Operators of order $k$ between Sobolev spaces

Question

It may sound like tautology, but I have a problem in proving that differential operator of order $k$ is an operator of order $k$. What exactly I'm asking for? Let $M$ be a manifold and $E,F$ be two vector bundles over it (here $M$ is not assumed to be compact but in most cases it is so): then an order $k$ differential operator is an operator which can be locally expressed as $D=\sum_{|\alpha| \leq k} A_{\alpha}\frac{\partial^{\alpha}}{\partial x_1^{\alpha_1}...\partial x_n^{\alpha_n}}$ and an operator of order $k$ is understood as an operator $T:\Gamma_c^{\infty}(M,E) \to \Gamma_c^{\infty}(M,F)$ (acting on smooth, compactly supported sections) which extends to bounded operator $T:W^{s}(M,E) \to W^{s-k}(M,F)$ where $W^s$ are Sobolev spaces defined as the completion of $\Gamma^{\infty}_c$ with respect to certain norm (which is defined precisely in the discussion here. It is not to hard to verify this in local coordinates but I have a trouble to understand the global picture-in other words I don;t see why the gluing process would not spoil anything (in the noncompact case let us assume that the matrices $A_{\alpha}$ are bounded). If we compute $\|D\xi\|_{s-k,F}$ we get $\sum_i \|k_i \circ (f_i D\xi) \circ \varphi_i^{-1}\|_{s-k,\mathbb{R}^n}$. If I had not made a mistake the expression $k_i \circ (f_i D\xi) \circ \varphi_i^{-1}$ evaluated on $y=\varphi_i(x)$ is equal to $f_i(x)\sum_{|\alpha| \leq k}A_{\alpha}(\varphi_i(x))D^{\alpha}(h_i \circ \xi \circ \varphi_i^{-1})(y)$ (where $h_i$ and $k_i$ are trivialisations (to be precise, we compose it with coordinate charts) for $E$ and $F$ resp. and $f_i$ is the partition of unity). Therefore the norm of $D\xi$ is $$\|D\xi\|_{s-k},F=\sum_{i}\|(f_i \circ \varphi_i^{-1})(\sum_{|\alpha| \leq k}A_{\alpha}D^{\alpha}(h_i \circ \xi \circ \varphi_i^{-1})\|_{s-k,\mathbb{R}^n}$$ However $\|\xi\|_{s,E}=\sum_{i}\|h_i \circ \xi \circ \varphi_i^{-1}\|_{s,\mathbb{R}^n}$ and I don't see how to get an estimate $\|D\xi\|_{s-k,F} \leq C\|\xi\|_{s,E}$:
1 First of all, I see the problem where our $M$ need not to be compact: in these case the covering by charts may be infinite and the norms of "local parts" of our differential operators may not be uniformly bounded.
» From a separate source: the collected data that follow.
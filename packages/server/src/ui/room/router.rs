//! HTTP surface of a single room, addressed with room-relative paths.

use std::sync::Arc;

use axum::{Router, routing::get};

use crate::{
    config::SessionLimits,
    ui::{
        handler::{get_history, get_unread_count, not_found, websocket_handler},
        state::RoomContext,
    },
};

use super::actor::RoomHandle;

/// Routes served by one room:
///
/// - `GET /websocket` upgrades to a chat session (426 without `Upgrade`)
/// - `GET /messages` returns the history window with read receipts
/// - `GET /unread/{user_id}` returns `{"count": n}`
/// - anything else is 404
pub fn room_router(room: RoomHandle, limits: SessionLimits) -> Router {
    let state = Arc::new(RoomContext { room, limits });

    Router::new()
        .route("/websocket", get(websocket_handler))
        .route("/messages", get(get_history))
        .route("/unread/{user_id}", get(get_unread_count))
        .fallback(not_found)
        .with_state(state)
}
//! HTTP response DTOs for the room's read paths.

use serde::{Deserialize, Serialize};

use crate::domain::UserId;

use super::websocket::MessageDto;

/// One reader of a message
#[derive(Debug, Clone, PartialEq, Eq, Serialize, Deserialize)]
#[serde(rename_all = "camelCase")]
pub struct ReadByDto {
    pub user_id: UserId,
    pub user_name: String,
    pub read_at: i64,
}

/// `GET /messages` entry: the message fields plus `readBy`
#[derive(Debug, Clone, PartialEq, Eq, Serialize, Deserialize)]
#[serde(rename_all = "camelCase")]
pub struct HistoryEntryDto {
    #[serde(flatten)]
    pub message: MessageDto,
    pub read_by: Vec<ReadByDto>,
}

/// `GET /unread/{userId}` body
#[derive(Debug, Clone, Copy, PartialEq, Eq, Serialize, Deserialize)]
pub struct UnreadCountDto {
    pub count: i64,
}
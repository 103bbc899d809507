//! Infrastructure layer: SQLite store, WebSocket session registry and wire DTOs.

pub mod dto;
pub mod session_registry;
pub mod store;
//! LT fountain codec: wire frames, encoder, peeling decoder and per-transfer
//! receive state.
//!
//! Wire layout (big-endian, magic `"FTN"`):
//!
//! ```text
//! data  = magic(3) | transfer_id(3) | seed(2) | K(1) | total_len(2) | payload(220)
//! ack   = magic(3) | transfer_id(3) | type(1) | received(2) | needed(2) | hash(8)
//! ```

use crate::lcg::JavaRandom;
use crate::soliton::SolitonDistribution;
use sha2::{Digest, Sha256};
use std::collections::HashMap;
use std::time::{Duration, Instant, SystemTime, UNIX_EPOCH};
use thiserror::Error;
use tracing::{debug, trace};

pub const FOUNTAIN_MAGIC: [u8; 3] = *b"FTN";

/// Source/coded block payload size.
pub const BLOCK_SIZE: usize = 220;

pub const DATA_FRAME_LEN: usize = 231;
pub const ACK_FRAME_LEN: usize = 19;

/// Largest forwarder payload that still fits one radio datagram; anything
/// bigger goes through the fountain.
pub const MAX_DIRECT_PAYLOAD: usize = 233;

/// Transport-type byte prefixed to forwarder payloads.
pub const TRANSPORT_COT: u8 = 0x00;
pub const TRANSPORT_FILE: u8 = 0x01;

const ACK_TYPE_COMPLETE: u8 = 0x02;
const ACK_TYPE_NEED_MORE: u8 = 0x03;

/// Receive-side state lifetime; the sender has no timeout of its own.
pub const RECEIVE_STATE_TTL: Duration = Duration::from_secs(60);

const MAX_SOURCE_BLOCKS: usize = 255;

#[derive(Error, Debug)]
pub enum FountainError {
    #[error("encoding failed: {0}")]
    EncodingFailed(String),
}

/// Seed of coded block `i` of a transfer.
pub fn block_seed(transfer_id: u32, index: u32) -> u16 {
    ((transfer_id as u64 * 31337 + index as u64 * 7919) & 0xFFFF) as u16
}

/// Transfer ids mix a random 24-bit value with the epoch second counter.
pub fn generate_transfer_id() -> u32 {
    let epoch = SystemTime::now()
        .duration_since(UNIX_EPOCH)
        .unwrap_or_default()
        .as_secs();
    (rand::random::<u32>() ^ (epoch as u32 & 0xFFFF)) & 0xFF_FFFF
}

/// Regenerate the source-block index set of a coded block.
///
/// The degree draw always runs, even though the first block's degree is
/// forced to 1, so the generator state stays aligned with the peer.
pub fn block_indices(
    seed: u16,
    k: usize,
    first_block: bool,
    dist: &SolitonDistribution,
) -> Vec<usize> {
    let mut rng = JavaRandom::new(seed as i64);
    let sampled = dist.sample(&mut rng);
    let degree = if first_block { 1 } else { sampled };
    let wanted = degree.min(k).max(1);

    let mut indices = Vec::with_capacity(wanted);
    while indices.len() < wanted {
        let idx = rng.next_int(k as i32) as usize;
        if !indices.contains(&idx) {
            indices.push(idx);
        }
    }
    indices
}

/// A coded-block frame.
#[derive(Debug, Clone, PartialEq, Eq)]
pub struct DataFrame {
    pub transfer_id: u32,
    pub seed: u16,
    pub k: u8,
    pub total_len: u16,
    pub payload: [u8; BLOCK_SIZE],
}

impl DataFrame {
    pub fn encode(&self) -> [u8; DATA_FRAME_LEN] {
        let mut buf = [0u8; DATA_FRAME_LEN];
        buf[..3].copy_from_slice(&FOUNTAIN_MAGIC);
        buf[3..6].copy_from_slice(&self.transfer_id.to_be_bytes()[1..]);
        buf[6..8].copy_from_slice(&self.seed.to_be_bytes());
        buf[8] = self.k;
        buf[9..11].copy_from_slice(&self.total_len.to_be_bytes());
        buf[11..].copy_from_slice(&self.payload);
        buf
    }

    fn parse(buf: &[u8]) -> Option<Self> {
        if buf.len() != DATA_FRAME_LEN || buf[8] == 0 {
            return None;
        }
        let mut payload = [0u8; BLOCK_SIZE];
        payload.copy_from_slice(&buf[11..]);
        Some(Self {
            transfer_id: u32::from_be_bytes([0, buf[3], buf[4], buf[5]]),
            seed: u16::from_be_bytes([buf[6], buf[7]]),
            k: buf[8],
            total_len: u16::from_be_bytes([buf[9], buf[10]]),
            payload,
        })
    }
}

#[derive(Debug, Clone, Copy, PartialEq, Eq)]
pub enum AckKind {
    Complete,
    NeedMore,
}

/// A receive acknowledgement frame.
#[derive(Debug, Clone, PartialEq, Eq)]
pub struct AckFrame {
    pub transfer_id: u32,
    pub kind: AckKind,
    pub received: u16,
    pub needed: u16,
    pub hash: [u8; 8],
}

impl AckFrame {
    pub fn complete(transfer_id: u32, received: u16, hash: [u8; 8]) -> Self {
        Self {
            transfer_id,
            kind: AckKind::Complete,
            received,
            needed: 0,
            hash,
        }
    }

    pub fn encode(&self) -> [u8; ACK_FRAME_LEN] {
        let mut buf = [0u8; ACK_FRAME_LEN];
        buf[..3].copy_from_slice(&FOUNTAIN_MAGIC);
        buf[3..6].copy_from_slice(&self.transfer_id.to_be_bytes()[1..]);
        buf[6] = match self.kind {
            AckKind::Complete => ACK_TYPE_COMPLETE,
            AckKind::NeedMore => ACK_TYPE_NEED_MORE,
        };
        buf[7..9].copy_from_slice(&self.received.to_be_bytes());
        buf[9..11].copy_from_slice(&self.needed.to_be_bytes());
        buf[11..].copy_from_slice(&self.hash);
        buf
    }

    fn parse(buf: &[u8]) -> Option<Self> {
        if buf.len() != ACK_FRAME_LEN {
            return None;
        }
        let kind = match buf[6] {
            ACK_TYPE_COMPLETE => AckKind::Complete,
            ACK_TYPE_NEED_MORE => AckKind::NeedMore,
            _ => return None,
        };
        let mut hash = [0u8; 8];
        hash.copy_from_slice(&buf[11..]);
        Some(Self {
            transfer_id: u32::from_be_bytes([0, buf[3], buf[4], buf[5]]),
            kind,
            received: u16::from_be_bytes([buf[7], buf[8]]),
            needed: u16::from_be_bytes([buf[9], buf[10]]),
            hash,
        })
    }
}

/// Classification of an inbound forwarder payload.
#[derive(Debug)]
pub enum Frame {
    Data(DataFrame),
    Ack(AckFrame),
    /// Carries the fountain magic but is not a well-formed frame; drop it.
    Malformed,
}

pub fn parse_frame(buf: &[u8]) -> Option<Frame> {
    if buf.len() < 3 || buf[..3] != FOUNTAIN_MAGIC {
        return None;
    }
    if buf.len() == ACK_FRAME_LEN {
        return Some(AckFrame::parse(buf).map(Frame::Ack).unwrap_or(Frame::Malformed));
    }
    Some(DataFrame::parse(buf).map(Frame::Data).unwrap_or(Frame::Malformed))
}

/// A fountain-encoded outbound transfer.
#[derive(Debug, Clone)]
pub struct EncodedTransfer {
    pub transfer_id: u32,
    pub k: u8,
    pub block_count: u16,
    pub frames: Vec<[u8; DATA_FRAME_LEN]>,
    pub hash_prefix: [u8; 8],
}

impl EncodedTransfer {
    pub fn pending(&self) -> PendingTransfer {
        PendingTransfer {
            transfer_id: self.transfer_id,
            total_blocks: self.block_count,
            hash_prefix: self.hash_prefix,
        }
    }
}

/// Send-side record of a transfer awaiting its Complete ACK.
#[derive(Debug, Clone, PartialEq, Eq)]
pub struct PendingTransfer {
    pub transfer_id: u32,
    pub total_blocks: u16,
    pub hash_prefix: [u8; 8],
}

fn redundancy_overhead(k: usize) -> f64 {
    if k <= 10 {
        0.50
    } else if k <= 50 {
        0.25
    } else {
        0.15
    }
}

/// Split and fountain-encode a payload into ready-to-send frames.
pub fn encode_transfer(
    transfer_id: u32,
    payload: &[u8],
) -> Result<EncodedTransfer, FountainError> {
    let k = payload.len().div_ceil(BLOCK_SIZE).max(1);
    if k > MAX_SOURCE_BLOCKS {
        return Err(FountainError::EncodingFailed(format!(
            "payload of {} bytes needs {} blocks, limit is {}",
            payload.len(),
            k,
            MAX_SOURCE_BLOCKS
        )));
    }

    let blocks = source_blocks(payload, k);
    let count = (k as f64 * (1.0 + redundancy_overhead(k))).ceil() as usize;
    let dist = SolitonDistribution::new(k);

    let mut frames = Vec::with_capacity(count);
    for i in 0..count {
        let seed = block_seed(transfer_id, i as u32);
        let mut coded = [0u8; BLOCK_SIZE];
        for idx in block_indices(seed, k, i == 0, &dist) {
            xor_into(&mut coded, &blocks[idx]);
        }
        let frame = DataFrame {
            transfer_id,
            seed,
            k: k as u8,
            total_len: payload.len() as u16,
            payload: coded,
        };
        frames.push(frame.encode());
    }

    Ok(EncodedTransfer {
        transfer_id,
        k: k as u8,
        block_count: count as u16,
        frames,
        hash_prefix: sha_prefix(payload),
    })
}

fn source_blocks(payload: &[u8], k: usize) -> Vec<[u8; BLOCK_SIZE]> {
    let mut blocks = vec![[0u8; BLOCK_SIZE]; k];
    for (i, chunk) in payload.chunks(BLOCK_SIZE).enumerate() {
        blocks[i][..chunk.len()].copy_from_slice(chunk);
    }
    blocks
}

fn xor_into(dst: &mut [u8; BLOCK_SIZE], src: &[u8; BLOCK_SIZE]) {
    for (d, s) in dst.iter_mut().zip(src) {
        *d ^= s;
    }
}

pub(crate) fn sha_prefix(data: &[u8]) -> [u8; 8] {
    let digest = Sha256::digest(data);
    let mut prefix = [0u8; 8];
    prefix.copy_from_slice(&digest[..8]);
    prefix
}

#[derive(Clone)]
struct CodedBlock {
    indices: Vec<usize>,
    payload: [u8; BLOCK_SIZE],
}

struct ReceiveState {
    k: usize,
    total_len: usize,
    dist: SolitonDistribution,
    blocks: HashMap<u16, CodedBlock>,
    created: Instant,
}

impl ReceiveState {
    fn new(k: usize, total_len: usize) -> Self {
        Self {
            k,
            total_len,
            dist: SolitonDistribution::new(k),
            blocks: HashMap::new(),
            created: Instant::now(),
        }
    }

    /// Run the peeling schedule over everything received so far.
    fn try_decode(&self) -> Option<Vec<u8>> {
        let mut decoded: Vec<Option<[u8; BLOCK_SIZE]>> = vec![None; self.k];
        let mut working: Vec<CodedBlock> = self.blocks.values().cloned().collect();

        loop {
            let mut progress = false;
            for block in working.iter_mut() {
                // Substitute already-known sources out of this block.
                let mut i = 0;
                while i < block.indices.len() {
                    match decoded[block.indices[i]] {
                        Some(src) => {
                            xor_into(&mut block.payload, &src);
                            block.indices.swap_remove(i);
                        }
                        None => i += 1,
                    }
                }
                if block.indices.len() == 1 {
                    let idx = block.indices[0];
                    decoded[idx] = Some(block.payload);
                    block.indices.clear();
                    progress = true;
                }
            }

            if decoded.iter().all(Option::is_some) {
                let mut out = Vec::with_capacity(self.k * BLOCK_SIZE);
                for block in decoded.into_iter().flatten() {
                    out.extend_from_slice(&block);
                }
                out.truncate(self.total_len);
                return Some(out);
            }
            if !progress {
                return None;
            }
        }
    }
}

/// A fully decoded transfer.
#[derive(Debug, Clone, PartialEq, Eq)]
pub struct CompletedTransfer {
    pub transfer_id: u32,
    pub data: Vec<u8>,
    pub hash_prefix: [u8; 8],
    pub received_blocks: u16,
}

/// Receive-side state table, keyed by transfer id.
pub struct FountainReceiver {
    transfers: HashMap<u32, ReceiveState>,
    ttl: Duration,
}

impl Default for FountainReceiver {
    fn default() -> Self {
        Self::new(RECEIVE_STATE_TTL)
    }
}

impl FountainReceiver {
    pub fn new(ttl: Duration) -> Self {
        Self {
            transfers: HashMap::new(),
            ttl,
        }
    }

    /// Feed one coded block; returns the reassembled payload once the
    /// transfer completes. Stale transfers are collected on every arrival.
    pub fn ingest(&mut self, frame: &DataFrame) -> Option<CompletedTransfer> {
        self.evict_expired();

        let k = frame.k as usize;
        let state = self
            .transfers
            .entry(frame.transfer_id)
            .or_insert_with(|| ReceiveState::new(k, frame.total_len as usize));
        if state.k != k || state.total_len != frame.total_len as usize {
            debug!(
                transfer_id = frame.transfer_id,
                "block header disagrees with transfer state, dropping"
            );
            return None;
        }
        if state.blocks.contains_key(&frame.seed) {
            trace!(
                transfer_id = frame.transfer_id,
                seed = frame.seed,
                "duplicate block"
            );
            return None;
        }

        let first = frame.seed == block_seed(frame.transfer_id, 0);
        let indices = block_indices(frame.seed, k, first, &state.dist);
        state.blocks.insert(
            frame.seed,
            CodedBlock {
                indices,
                payload: frame.payload,
            },
        );

        let data = state.try_decode()?;
        let received_blocks = state.blocks.len() as u16;
        self.transfers.remove(&frame.transfer_id);
        debug!(
            transfer_id = frame.transfer_id,
            bytes = data.len(),
            "transfer complete"
        );
        Some(CompletedTransfer {
            transfer_id: frame.transfer_id,
            hash_prefix: sha_prefix(&data),
            data,
            received_blocks,
        })
    }

    pub fn evict_expired(&mut self) {
        let ttl = self.ttl;
        self.transfers.retain(|id, state| {
            let live = state.created.elapsed() <= ttl;
            if !live {
                debug!(transfer_id = *id, "receive state expired");
            }
            live
        });
    }

    pub fn in_flight(&self) -> usize {
        self.transfers.len()
    }
}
2 Secondly, even when our manifold $M$ is compact, how do we proceed in order to still have $f_i$'s at the end? It seems to me that if I use the local estimate, then $f_i$ is no longer on the right hand side of my inequality?
I have a problem in veryfing this and in all literature that I know authors state that this is trivial. I tried to be really precise and trace carefully in which space we are working (I mean all identifications via charts and trivialisations stuff). Therefore I will be very grateful if anyone could help me.